Take the entries below and print only the lines from the one with "pub trait Console" through the one with "impl Console for StdConsole", exactly as they stand, both ends included.

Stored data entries
......

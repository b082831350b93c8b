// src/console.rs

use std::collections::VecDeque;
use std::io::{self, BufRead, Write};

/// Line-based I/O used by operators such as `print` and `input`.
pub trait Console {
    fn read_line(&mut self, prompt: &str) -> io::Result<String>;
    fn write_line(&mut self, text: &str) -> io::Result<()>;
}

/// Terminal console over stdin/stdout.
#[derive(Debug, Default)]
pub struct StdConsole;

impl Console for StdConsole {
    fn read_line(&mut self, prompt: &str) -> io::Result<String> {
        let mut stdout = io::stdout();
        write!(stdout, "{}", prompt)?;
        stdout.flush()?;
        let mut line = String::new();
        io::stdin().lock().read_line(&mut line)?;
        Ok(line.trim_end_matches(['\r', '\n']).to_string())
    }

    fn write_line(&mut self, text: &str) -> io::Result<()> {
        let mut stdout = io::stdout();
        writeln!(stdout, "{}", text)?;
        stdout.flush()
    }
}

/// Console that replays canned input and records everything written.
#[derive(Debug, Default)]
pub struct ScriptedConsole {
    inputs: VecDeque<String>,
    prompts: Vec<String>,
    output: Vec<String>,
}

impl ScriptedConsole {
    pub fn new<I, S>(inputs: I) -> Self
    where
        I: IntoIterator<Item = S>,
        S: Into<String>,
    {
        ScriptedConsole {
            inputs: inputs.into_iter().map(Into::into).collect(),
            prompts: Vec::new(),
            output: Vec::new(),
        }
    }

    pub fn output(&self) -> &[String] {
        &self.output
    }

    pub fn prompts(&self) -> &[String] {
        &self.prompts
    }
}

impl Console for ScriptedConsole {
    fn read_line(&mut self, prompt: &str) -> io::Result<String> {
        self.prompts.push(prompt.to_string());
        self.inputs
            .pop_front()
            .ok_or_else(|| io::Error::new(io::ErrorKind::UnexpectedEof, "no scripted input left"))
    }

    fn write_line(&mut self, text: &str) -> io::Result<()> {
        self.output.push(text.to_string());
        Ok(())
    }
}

......

*Response area*
pub trait Console {
    fn read_line(&mut self, prompt: &str) -> io::Result<String>;
    fn write_line(&mut self, text: &str) -> io::Result<()>;
}

/// Terminal console over stdin/stdout.
#[derive(Debug, Default)]
pub struct StdConsole;

impl Console for StdConsole {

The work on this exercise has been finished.